In article ,
Sal M. Onella wrote:
My guess(tm) is that most modern HF radios can also safely operate
into high VSWR loads, but suspect that manufacturers are also hesitant
to guarantee such operation. Most manufacturers don't even specify a
maximum VSWR and simply reduce power if excessive reverse power
(usually 2:1 at full power) is detected.
That sounds right..
I have two HF radios, (Kenwood TS-120, TS-870) and I often observe the
forward power climbing as I manually tune and reduce the reflected power.
At first glance, this would seem to indicate the rig had previously
throttled back its output in response to the consequences of a mismatch.
I never intentionally tune at anything more than a few watts, so perhaps the
protection circuits operate at less than full power, too. The autotuner in
the TS-870 uses about 10 watts.
My own experience with a TS-2000 strongly suggests that this radio
does reduce its transmit power into difficult loads, even at
relatively low output-power settings (e.g. the 10-watt "tune" setting).
I've tried using this radio with an SGC longwire autotuner I picked up
for cheap at a hamfest, and have had great difficulty getting a
successful tuning. I hit the "tune" button, the radio starts
transmitting, and the autotuner simply chatters away indefinitely. I
can see the radio's SWR indicator bouncing all over the place, but it
never settles down and the tuner never "locks".

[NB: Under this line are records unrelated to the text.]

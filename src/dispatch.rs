//! Accepts transfer requests and hands accepted jobs to the worker queue.

use serde::Deserialize;
use std::sync::Arc;
use tokio::sync::mpsc;
use tracing::{info, warn};
use uuid::Uuid;

use crate::error::{Result, TransferError};
use crate::job::{Job, JobStore};
use crate::strategy::StrategyKind;
use crate::worker::JobAssignment;

/// An incoming request. Lives only long enough to create the job.
#[derive(Debug, Clone, Deserialize)]
pub struct TransferRequest {
    pub source: String,
    pub dest: String,
    #[serde(default)]
    pub description: Option<String>,
}

pub struct Dispatcher {
    store: Arc<JobStore>,
    queue: mpsc::Sender<JobAssignment>,
    strategy: StrategyKind,
}

impl Dispatcher {
    pub fn new(
        store: Arc<JobStore>,
        queue: mpsc::Sender<JobAssignment>,
        strategy: StrategyKind,
    ) -> Self {
        Dispatcher {
            store,
            queue,
            strategy,
        }
    }

    fn validate(request: &TransferRequest) -> Result<()> {
        if request.source.trim().is_empty() {
            return Err(TransferError::Validation {
                field: "source",
                reason: "source storage is required".into(),
            });
        }
        if request.dest.trim().is_empty() {
            return Err(TransferError::Validation {
                field: "dest",
                reason: "destination storage is required".into(),
            });
        }
        if request.source == request.dest {
            return Err(TransferError::Validation {
                field: "dest",
                reason: "source and destination storages cannot be the same".into(),
            });
        }
        Ok(())
    }

    /// Validate, persist a PENDING job, and enqueue it. Enqueue and the
    /// move to IN_PROGRESS happen as one store-coordinated step, so a
    /// worker that picks the assignment up (and possibly fails) before this
    /// returns still finds the job dispatched. A full or closed queue
    /// leaves the job PENDING with no task reference and surfaces a
    /// dispatch error.
    pub fn submit(&self, request: TransferRequest, user_id: i64) -> Result<Job> {
        Self::validate(&request)?;

        let job = self
            .store
            .create(user_id, &request.source, &request.dest, request.description);
        let task_id = Uuid::new_v4().to_string();
        let assignment = JobAssignment {
            job_id: job.id,
            user_id,
            task_id: task_id.clone(),
            source_path: request.source,
            dest_path: request.dest,
            strategy: self.strategy,
        };

        let mut send_error = None;
        let dispatched = self.store.dispatch(job.id, &task_id, |_| {
            match self.queue.try_send(assignment) {
                Ok(()) => true,
                Err(e) => {
                    send_error = Some(e.to_string());
                    false
                }
            }
        });
        match dispatched {
            Ok(job) => {
                info!(job = job.id, task = %task_id, strategy = ?self.strategy, "job dispatched");
                Ok(job)
            }
            Err(e) => {
                if let Some(detail) = send_error {
                    warn!(job = job.id, detail = %detail, "worker queue rejected job");
                }
                Err(e)
            }
        }
    }
}

#[cfg(test)]
mod tests {
    use super::*;
    use crate::job::JobStatus;

    fn request(source: &str, dest: &str) -> TransferRequest {
        TransferRequest {
            source: source.into(),
            dest: dest.into(),
            description: None,
        }
    }

    fn dispatcher(depth: usize) -> (Dispatcher, mpsc::Receiver<JobAssignment>, Arc<JobStore>) {
        let store = Arc::new(JobStore::in_memory());
        let (tx, rx) = mpsc::channel(depth);
        (
            Dispatcher::new(Arc::clone(&store), tx, StrategyKind::ArchiveCopy),
            rx,
            store,
        )
    }

    #[test]
    fn rejects_equal_source_and_dest_without_creating_a_job() {
        let (d, _rx, store) = dispatcher(1);
        let err = d.submit(request("/a", "/a"), 7).unwrap_err();
        match err {
            TransferError::Validation { field, .. } => assert_eq!(field, "dest"),
            other => panic!("expected validation error, got {other}"),
        }
        assert!(store.list_for_user(7).is_empty());
    }

    #[test]
    fn rejects_empty_fields_naming_the_field() {
        let (d, _rx, store) = dispatcher(1);
        match d.submit(request("", "/b"), 7).unwrap_err() {
            TransferError::Validation { field, .. } => assert_eq!(field, "source"),
            other => panic!("expected validation error, got {other}"),
        }
        match d.submit(request("/a", "  "), 7).unwrap_err() {
            TransferError::Validation { field, .. } => assert_eq!(field, "dest"),
            other => panic!("expected validation error, got {other}"),
        }
        assert!(store.list_for_user(7).is_empty());
    }

    #[test]
    fn accepted_job_is_in_progress_with_a_task_reference() {
        let (d, mut rx, store) = dispatcher(1);
        let job = d.submit(request("/a", "/b"), 7).unwrap();
        assert_eq!(job.status, JobStatus::InProgress);
        let task_id = job.task_id.clone().expect("dispatched job has a task id");

        let assignment = rx.try_recv().unwrap();
        assert_eq!(assignment.job_id, job.id);
        assert_eq!(assignment.task_id, task_id);
        assert_eq!(assignment.strategy, StrategyKind::ArchiveCopy);
        assert_eq!(store.get(job.id).unwrap().status, JobStatus::InProgress);
    }

    #[test]
    fn fast_failing_worker_cannot_wedge_a_job_in_progress() {
        let (d, mut rx, store) = dispatcher(1);

        // drains the queue as fast as it can and fails the job on the
        // spot, like a worker hitting an immediate connection error
        let racer_store = Arc::clone(&store);
        let racer = std::thread::spawn(move || loop {
            match rx.try_recv() {
                Ok(assignment) => {
                    racer_store
                        .update_status(
                            assignment.job_id,
                            JobStatus::Failed,
                            Some("connection refused".into()),
                        )
                        .unwrap();
                    break;
                }
                Err(_) => std::thread::yield_now(),
            }
        });

        let job = d.submit(request("/a", "/b"), 7).unwrap();
        racer.join().unwrap();

        // the terminal report must stick, never leaving the job wedged
        // IN_PROGRESS with no live task
        let job = store.get(job.id).unwrap();
        assert_eq!(job.status, JobStatus::Failed);
        assert_eq!(job.error.as_deref(), Some("connection refused"));
    }

    #[test]
    fn full_queue_leaves_job_pending_without_task_reference() {
        let (d, _rx, store) = dispatcher(1);
        d.submit(request("/a", "/b"), 7).unwrap();
        // queue depth is 1 and nothing drains it
        let err = d.submit(request("/c", "/d"), 7).unwrap_err();
        let rejected_id = match err {
            TransferError::Dispatch(id) => id,
            other => panic!("expected dispatch error, got {other}"),
        };
        let job = store.get(rejected_id).unwrap();
        assert_eq!(job.status, JobStatus::Pending);
        assert!(job.task_id.is_none());
    }
}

If I use the same autotuner, and the same antenna setup, with a
Ten-Tec Scout, the tuner will often achieve a successful lock on the
very same frequencies within 3-4 seconds, even though the Ten-Tec's
"tune" power setting is at the lower end of the SGC's tuning-power
specification range.
The TS-2000 has a high-SWR power scaleback. The Ten-Tec does not
(according to the manual it's SWR-protected in a different way). I
infer that the TS-2000 is probably varying its transmit power
constantly, as the SGC tries different matching combinations, and that
the rapid fluctuations in forward power are "confusing" the
autotuner's match-search algorithm.
So, it's entirely possible that Kenwood uses a transmit-power
throttleback algorithm which is sensitive to the output SWR, rather
than to the absolute level of reflected power seen by the finals.